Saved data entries
☆ ☆ ☆ ☆ ☆

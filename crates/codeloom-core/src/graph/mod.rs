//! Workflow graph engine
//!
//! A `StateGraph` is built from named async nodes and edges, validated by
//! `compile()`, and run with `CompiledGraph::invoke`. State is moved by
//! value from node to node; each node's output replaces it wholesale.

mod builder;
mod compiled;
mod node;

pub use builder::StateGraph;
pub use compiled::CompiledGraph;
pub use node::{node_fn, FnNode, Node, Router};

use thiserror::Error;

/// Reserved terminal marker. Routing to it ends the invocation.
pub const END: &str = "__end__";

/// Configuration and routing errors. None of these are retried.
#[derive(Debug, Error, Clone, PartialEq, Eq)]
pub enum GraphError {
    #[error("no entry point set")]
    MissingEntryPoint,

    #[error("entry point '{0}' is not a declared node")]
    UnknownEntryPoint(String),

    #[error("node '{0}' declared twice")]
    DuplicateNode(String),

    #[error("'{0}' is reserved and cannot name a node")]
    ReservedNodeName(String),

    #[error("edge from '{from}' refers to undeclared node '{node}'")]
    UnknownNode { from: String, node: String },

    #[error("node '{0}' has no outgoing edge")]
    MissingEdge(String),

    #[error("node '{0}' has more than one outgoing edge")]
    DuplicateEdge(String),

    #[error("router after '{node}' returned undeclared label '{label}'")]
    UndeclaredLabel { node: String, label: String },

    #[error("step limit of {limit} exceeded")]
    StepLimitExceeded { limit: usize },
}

☆ ☆ ☆ ☆ ☆

## PROMPT
Please output exactly the lines between the one holding "these are retried." and the one holding "refers to undeclared" in the records above, inclusive, and nothing more.

## RESPONSE AREA
/// Configuration and routing errors. None of these are retried.
#[derive(Debug, Error, Clone, PartialEq, Eq)]
pub enum GraphError {
    #[error("no entry point set")]
    MissingEntryPoint,

    #[error("entry point '{0}' is not a declared node")]
    UnknownEntryPoint(String),

    #[error("node '{0}' declared twice")]
    DuplicateNode(String),

    #[error("'{0}' is reserved and cannot name a node")]
    ReservedNodeName(String),

    #[error("edge from '{from}' refers to undeclared node '{node}'")]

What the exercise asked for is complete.